User arguments: $ARGUMENTS
References
Read before analyzing:
- https://react.dev/reference/react/useCallback — official docs on when useCallback is actually needed
When useCallback IS needed
- Passing a callback to a child wrapped in
React.memo (to preserve referential equality)
- The callback is a dependency of another hook (
useEffect, useMemo)
- The callback is used in a custom hook that documents referential stability requirements
Anti-patterns to detect
- useCallback on functions not passed as props or deps: If the function is only called within the same component and isn't in any dependency array, useCallback adds overhead for no benefit. Just declare the function normally.
- useCallback with exhaustive deps that change every render: If the dependency array includes values that change on every render, useCallback recalculates every time. The memoization is wasted. Either stabilize the deps (use refs) or remove the useCallback.
- useCallback on event handlers passed to native elements:
<button onClick={handleClick}> — native elements don't benefit from stable references. Only child components wrapped in React.memo do.
- useCallback wrapping a function that creates new objects/arrays: If the callback returns
{ ...newObj } or [...newArr], memoizing the callback doesn't prevent the child from re-rendering due to new return values. The memoization is at the wrong level.

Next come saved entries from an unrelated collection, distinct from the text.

/// Tests whether `body` matches the pattern registered for `verb`
/// specifically, without running the whole catalog. Used by the client's
/// exchange manager to check an inbound frame against the response
/// pattern it's currently expecting.
pub fn matches(verb: Verb, body: &str) -> Option<Vec<String>> {
    let table = compiled();
    table[&verb].captures(body).map(|caps| {
            caps.iter()
                .skip(1)
                .map(|m| m.map(|m| m.as_str().to_string()).unwrap_or_default())
                .collect()
        })
}

// ─────────────────────────────────────────────────────────────────────────
// Renderers — produce the exact wire body for each verb.
// ─────────────────────────────────────────────────────────────────────────

pub fn render_volume_set(zone: u8, level: i8) -> String {
    format!("VU{level},{zone}")
}

pub fn render_volume_inc_dec(zone: u8, increase: bool) -> String {
    format!("VU{},{zone}", if increase { "U" } else { "D" })
}

pub fn render_volume_all(level: i8) -> String {
    format!("VAU{level}")
}

pub fn render_mute(zone: u8, mute: bool) -> String {
    format!("{}U{zone}", if mute { "M" } else { "U" })
}

pub fn render_toggle_mute(zone: u8) -> String {
    format!("MT{zone}")
}

pub fn render_volume_fixed(zone: u8, fixed: bool) -> String {
    format!("VF{zone},{}", fixed as u8)
}

pub fn render_balance(zone: u8, channel_tag: char, magnitude: i8) -> String {
    format!("BP{zone},{channel_tag}{magnitude}")
}

pub fn render_balance_adjust(zone: u8, channel_tag: char) -> String {
    format!("BA{zone},{channel_tag}")
}

pub fn render_source(zone: u8, src: u8) -> String {
    format!("C{zone},{src}")
}

pub fn render_source_all(src: u8) -> String {
    format!("CA{src}")
}

pub fn render_sound_mode(zone: u8, mode: u8) -> String {
    format!("SM{zone},{mode}")
}

pub fn render_tone(zone: u8, bass: i8, treble: i8) -> String {
    format!("TO{zone},{bass},{treble}")
}

pub fn render_bass_inc_dec(zone: u8, increase: bool) -> String {
    format!("B{}{zone}", if increase { "U" } else { "D" })
}

pub fn render_treble_inc_dec(zone: u8, increase: bool) -> String {
    format!("T{}{zone}", if increase { "U" } else { "D" })
}

pub fn render_zone_eq_band(zone: u8, band: u8, level: i8) -> String {
    format!("EB{zone},{band},{level}")
}

pub fn render_zone_eq_band_inc_dec(zone: u8, band: u8, increase: bool) -> String {
    format!("EB{}{zone},{band}", if increase { "U" } else { "D" })
}

pub fn render_preset_eq_select(zone: u8, preset: u8) -> String {
    format!("EP{zone},{preset}")
}

pub fn render_lowpass(zone: u8, hz: u16) -> String {
    format!("LF{zone},{hz}")
}

pub fn render_highpass(zone: u8, hz: u16) -> String {
    format!("HF{zone},{hz}")
}

pub fn render_name_set(kind: char, id: u8, name: &str) -> String {
    format!("N{kind}{id},\"{name}\"")
}

pub fn render_group_add(gid: u8, zid: u8) -> String {
    format!("G{gid},+{zid}")
}

pub fn render_group_remove(gid: u8, zid: u8) -> String {
    format!("G{gid},-{zid}")
}

pub fn render_group_clear() -> String {
    "GZC".to_string()
}

/// Group-targeted audio commands (`GroupsController.cpp`'s `MuteRequest`,
/// `SetVolumeRequest`, `SetSourceRequest` etc. define their own token family,
/// distinct from the zone one, since a bare zone pattern reused for a group
/// id would be ambiguous — see `SPEC_FULL.md` §2). Each mirrors its zone
/// counterpart's shape with the same `G` sigil already used by
/// add/remove/clear above.
pub fn render_group_mute(gid: u8, mute: bool) -> String {
    format!("{}U{gid}", if mute { "GM" } else { "GU" })
}

pub fn render_group_toggle_mute(gid: u8) -> String {
    format!("GMT{gid}")
}

pub fn render_group_volume_set(gid: u8, level: i8) -> String {
    format!("GVU{level},{gid}")
}

pub fn render_group_volume_inc_dec(gid: u8, increase: bool) -> String {
    format!("GVU{},{gid}", if increase { "U" } else { "D" })
}

pub fn render_group_source(gid: u8, src: u8) -> String {
    format!("GC{gid},{src}")
}

pub fn render_preset_band(preset: u8, band: u8, level: i8) -> String {
    format!("PB{preset},{band},{level}")
}

pub fn render_preset_band_inc_dec(preset: u8, band: u8, increase: bool) -> String {
    format!("PB{}{preset},{band}", if increase { "U" } else { "D" })
}

pub fn render_query_zone(id: u8) -> String {
    format!("QZ{id}")
}

pub fn render_query_zone_mute(id: u8) -> String {
    format!("QM{id}")
}

pub fn render_query_zone_source(id: u8) -> String {
    format!("QC{id}")
}

pub fn render_query_zone_volume(id: u8) -> String {
    format!("QV{id}")
}

pub fn render_query_group(id: u8) -> String {
    format!("QG{id}")
}

pub fn render_query_preset(id: u8) -> String {
    format!("QE{id}")
}

pub fn render_query_favorite(id: u8) -> String {
    format!("QF{id}")
}

pub fn render_query_current() -> String {
    "QX".to_string()
}

pub fn render_save() -> String {
    "SX".to_string()
}

pub fn render_reset() -> String {
    "RX".to_string()
}

pub fn render_load() -> String {
    "LX".to_string()
}

pub fn render_front_panel_brightness(level: u8) -> String {
    format!("FB{level}")
}

pub fn render_front_panel_lock(locked: bool) -> String {
    format!("FL{}", locked as u8)
}

pub fn render_front_panel_query() -> String {
    "QF".to_string()
}

pub fn render_infrared_set(disabled: bool) -> String {
    format!("IR{}", disabled as u8)
}

pub fn render_infrared_query() -> String {
    "QIR".to_string()
}

pub fn render_network_query() -> String {
    "QE".to_string()
}

pub fn render_network_dhcp(enabled: bool) -> String {
    format!("DHCP{}", enabled as u8)
}

/// `eui48` is the 6-byte hardware address; rendered dash-separated hex
/// (`TestNetworkControllerCommands.cpp`'s confirmed `MAC` token shape).
pub fn render_network_mac(eui48: &[u8; 6]) -> String {
    let hex: Vec<String> = eui48.iter().map(|b| format!("{b:02X}")).collect();
    format!("MAC{}", hex.join("-"))
}

pub fn render_network_host_ip(addr: &str) -> String {
    format!("IP{addr}")
}

pub fn render_network_gateway(addr: &str) -> String {
    format!("GW{addr}")
}

pub fn render_network_netmask(addr: &str) -> String {
    format!("NM{addr}")
}
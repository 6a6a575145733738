//! HLX Core - protocol engine and domain model for the HLX multi-zone
//! audio matrix control system.
//!
//! This crate is used by both the standalone server (`hlx-server`) and the
//! interactive client (`hlx-client`). Platform I/O (TCP/serial sockets,
//! the backup document's filesystem location) lives at the edges; the
//! domain model, wire protocol, and dispatch engine here have no knowledge
//! of either.
//!
//! # Architecture
//!
//! The crate is organized into several modules:
//!
//! - [`model`]: validated value types for every domain collection (zones,
//!   sources, groups, favorites, equalizer presets, front panel, infrared,
//!   network) plus the shared [`model::IdentifierCollection`]
//! - [`protocol`]: the bracketed wire format - frame accumulation
//!   ([`protocol::FrameAccumulator`]) and the request/response catalog
//!   ([`protocol::recognize`], [`protocol::Verb`])
//! - [`connection`]: the opaque per-peer write-sink abstraction handlers
//!   and the exchange manager depend on
//! - [`dispatch`]: server-side verb-to-handler routing
//!   ([`dispatch::Dispatcher`]) and client-side request/response
//!   correlation ([`dispatch::ExchangeManager`])
//! - [`controllers`]: one sub-controller per domain area, each owning a
//!   model slice and its block of dispatcher handlers
//! - [`events`]: typed state-change notifications from sub-controller to
//!   application
//! - [`app`]: the composition root wiring controllers, dispatcher, backup
//!   storage, and a TCP transport together
//! - [`runtime`]: task spawning abstraction for async runtime independence
//! - [`error`]: the crate-wide error type
//!
//! # Abstraction Traits
//!
//! - [`TaskSpawner`](runtime::TaskSpawner): spawning background tasks
//! - [`connection::Connection`]: a peer connection as an opaque write-sink
//! - [`events::StateChangeSink`]: receiving domain state-change events
//!
//! Each trait has a production implementation ([`runtime::TokioSpawner`],
//! [`app::tcp::TcpConnection`]) and an in-memory one used by tests.

#![warn(clippy::all)]

pub mod app;
pub mod connection;
pub mod controllers;
pub mod dispatch;
pub mod error;
pub mod events;
pub mod model;
pub mod protocol;
pub mod runtime;
pub mod utils;

// Re-export commonly used types at the crate root
pub use app::{bootstrap_services, BootstrappedServices};
pub use connection::{Connection, ConnectionId};
pub use controllers::{
    ConfigurationController, EqualizerPresetsController, FavoritesController, FrontPanelController,
    GroupsController, InfraredController, NetworkController, SourcesController, ZonesController,
};
pub use dispatch::{Dispatcher, ExchangeManager, Handler, Notification};
pub use error::{ErrorCode, HlxError, HlxResult};
pub use events::{BroadcastStateChangeBridge, StateChange, StateChangeKind, StateChangeSink};
pub use protocol::{render_frame, FrameAccumulator, Matched, Verb, MAX_FRAME_LEN};
pub use runtime::{TaskSpawner, TokioSpawner};
pub use utils::now_millis;
//! `Volume` — level, mute, and lock state shared by every zone.

use crate::error::{HlxError, HlxResult};
use crate::model::identifier::{
    check_range, saturating_decrease, saturating_increase, MutationOutcome,
};

/// Lower bound of [`Volume::level`], inclusive.
pub const VOLUME_MIN: i8 = -80;
/// Upper bound of [`Volume::level`], inclusive.
pub const VOLUME_MAX: i8 = 0;

/// A zone's volume: level in `[-80, 0]`, mute flag, and fixed (locked) flag.
#[derive(Debug, Clone, Copy, PartialEq, Eq, serde::Serialize, serde::Deserialize)]
pub struct Volume {
    level: i8,
    mute: bool,
    fixed: bool,
}

impl Default for Volume {
    fn default() -> Self {
        Self {
            level: VOLUME_MIN,
            mute: false,
            fixed: false,
        }
    }
}

impl Volume {
    pub fn level(&self) -> i8 {
        self.level
    }

    pub fn is_muted(&self) -> bool {
        self.mute
    }

    pub fn is_fixed(&self) -> bool {
        self.fixed
    }

    /// Sets the level directly. Refused with `VolumeIsFixed` when locked
    ///.
    pub fn set_level(&mut self, level: i8) -> HlxResult<MutationOutcome> {
        if self.fixed {
            return Err(HlxError::VolumeIsFixed);
        }
        check_range(level, VOLUME_MIN, VOLUME_MAX, "volume level")?;
        if level == self.level {
            return Ok(MutationOutcome::NoChange);
        }
        self.level = level;
        Ok(MutationOutcome::Changed)
    }

    /// Increases by one, saturating at `VOLUME_MAX`. Subject to the same
    /// fixed-lock refusal as [`Volume::set_level`].
    pub fn increase(&mut self) -> HlxResult<MutationOutcome> {
        if self.fixed {
            return Err(HlxError::VolumeIsFixed);
        }
        let (level, outcome) = saturating_increase(self.level, VOLUME_MAX);
        self.level = level;
        Ok(outcome)
    }

    /// Decreases by one, saturating at `VOLUME_MIN`.
    pub fn decrease(&mut self) -> HlxResult<MutationOutcome> {
        if self.fixed {
            return Err(HlxError::VolumeIsFixed);
        }
        let (level, outcome) = saturating_decrease(self.level, VOLUME_MIN);
        self.level = level;
        Ok(outcome)
    }

    /// Sets mute. Unaffected by the fixed lock.
    pub fn set_mute(&mut self, mute: bool) -> MutationOutcome {
        if mute == self.mute {
            return MutationOutcome::NoChange;
        }
        self.mute = mute;
        MutationOutcome::Changed
    }

    pub fn toggle_mute(&mut self) -> MutationOutcome {
        self.mute = !self.mute;
        MutationOutcome::Changed
    }

    /// Sets the fixed (locked) flag. Unaffected by the lock itself.
    pub fn set_fixed(&mut self, fixed: bool) -> MutationOutcome {
        if fixed == self.fixed {
            return MutationOutcome::NoChange;
        }
        self.fixed = fixed;
        MutationOutcome::Changed
    }
}

#[cfg(test)]
mod tests {
    use super::*;

    #[test]
    fn set_level_accepts_endpoints_rejects_past_them() {
        let mut v = Volume::default();
        assert!(v.set_level(VOLUME_MIN).is_ok());
        assert!(v.set_level(VOLUME_MAX).is_ok());
        assert!(v.set_level(VOLUME_MAX + 1).is_err());
        assert!(v.set_level(VOLUME_MIN - 1).is_err());
    }

    #[test]
    fn fixed_volume_refuses_set_level() {
        let mut v = Volume::default();
        v.set_fixed(true);
        assert_eq!(v.set_level(-10), Err(HlxError::VolumeIsFixed));
    }

    #[test]
    fn fixed_volume_still_allows_mute() {
        let mut v = Volume::default();
        v.set_fixed(true);
        assert_eq!(v.set_mute(true), MutationOutcome::Changed);
        assert!(v.is_muted());
    }

    #[test]
    fn increase_saturates_at_upper_bound() {
        let mut v = Volume::default();
        v.set_level(-1).unwrap();
        assert_eq!(v.increase().unwrap(), MutationOutcome::Changed);
        assert_eq!(v.level(), 0);
        assert_eq!(v.increase().unwrap(), MutationOutcome::NoChange);
        assert_eq!(v.level(), 0);
    }

    #[test]
    fn decrease_saturates_at_lower_bound() {
        let mut v = Volume::default();
        assert_eq!(v.level(), VOLUME_MIN);
        assert_eq!(v.decrease().unwrap(), MutationOutcome::NoChange);
        assert_eq!(v.level(), VOLUME_MIN);
    }
}
//! Typed value objects with validated setters for every domain collection
//!. Collections are dense and 1-based; see [`collection`].

pub mod balance;
pub mod collection;
pub mod crossover;
pub mod equalizer;
pub mod equalizer_preset;
pub mod favorite;
pub mod front_panel;
pub mod group;
pub mod identifier;
pub mod infrared;
pub mod name;
pub mod network;
pub mod sound;
pub mod source;
pub mod tone;
pub mod volume;
pub mod zone;

pub use balance::{Balance, Channel};
pub use collection::IdentifierCollection;
pub use crossover::Crossover;
pub use equalizer::EqualizerBands;
pub use equalizer_preset::{EqualizerPreset, EQUALIZER_PRESET_MAX};
pub use favorite::{Favorite, FAVORITE_MAX};
pub use front_panel::FrontPanel;
pub use group::{Group, GROUP_MAX};
pub use identifier::{Identifier, MutationOutcome};
pub use infrared::Infrared;
pub use name::Name;
pub use network::Network;
pub use sound::SoundMode;
pub use source::{Source, SOURCE_MAX};
pub use tone::Tone;
pub use volume::Volume;
pub use zone::{Zone, ZONE_MAX};
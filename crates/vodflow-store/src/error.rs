//! Store error types.

use thiserror::Error;

/// Result type for store operations.
pub type StoreResult<T> = Result<T, StoreError>;

/// Errors that can occur against the durable video store.
#[derive(Debug, Error)]
pub enum StoreError {
    #[error("Video not found: {0}")]
    NotFound(String),

    #[error("Video already exists: {0}")]
    AlreadyExists(String),

    #[error("Store backend error: {0}")]
    Backend(String),

    #[error("IO error: {0}")]
    Io(#[from] std::io::Error),

    #[error("JSON error: {0}")]
    Json(#[from] serde_json::Error),
}

impl StoreError {
    pub fn not_found(id: impl Into<String>) -> Self {
        Self::NotFound(id.into())
    }

    pub fn backend(msg: impl Into<String>) -> Self {
        Self::Backend(msg.into())
    }
}
//! Worker error types.

use thiserror::Error;

pub type WorkerResult<T> = Result<T, WorkerError>;

#[derive(Debug, Error)]
pub enum WorkerError {
    #[error("Transcode failed: {0}")]
    TranscodeFailed(String),

    #[error("ffmpeg binary not found in PATH")]
    FfmpegNotFound,

    #[error("Source file missing: {0}")]
    SourceMissing(String),

    #[error("Store error: {0}")]
    Store(#[from] vodflow_store::StoreError),

    #[error("IO error: {0}")]
    Io(#[from] std::io::Error),
}

impl WorkerError {
    pub fn transcode_failed(msg: impl Into<String>) -> Self {
        Self::TranscodeFailed(msg.into())
    }

    pub fn source_missing(path: impl Into<String>) -> Self {
        Self::SourceMissing(path.into())
    }
}
//! Transcode job queue.
//!
//! This crate provides:
//! - `TranscodeQueue`: deduplicated in-memory pending set, one consumer
//! - `RecoverySync`: startup and periodic reconciliation with the store
//! - `JobIntake`: producer-side submission of uploaded videos

pub mod intake;
pub mod queue;
pub mod sync;

pub use intake::JobIntake;
pub use queue::TranscodeQueue;
pub use sync::RecoverySync;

- useCallback with an empty dep array when deps are needed: Stale closures — the callback captures outdated values. Either add proper deps or use refs for values that shouldn't trigger re-creation.
- Pairing useCallback with React.memo unnecessarily: If the child component is cheap to render, neither useCallback nor React.memo adds value. Only optimize when you've measured a performance problem.
- useCallback in custom hooks that don't need stable references: Not every hook return needs to be memoized. Only stabilize callbacks when consumers depend on referential equality.
Codebase-specific notes
This codebase uses a ref pattern for stable callbacks in hooks:
const idRef = useRef(id)
useEffect(() => { idRef.current = id }, [id])
const fetchData = useCallback(async () => {
}, [])
This pattern is correct — don't flag it as an anti-pattern.
Steps
- Read the reference above
- Analyze the specified scope for the anti-patterns listed above
- If fix=true, apply the fixes. If fix=false, propose the fixes without applying.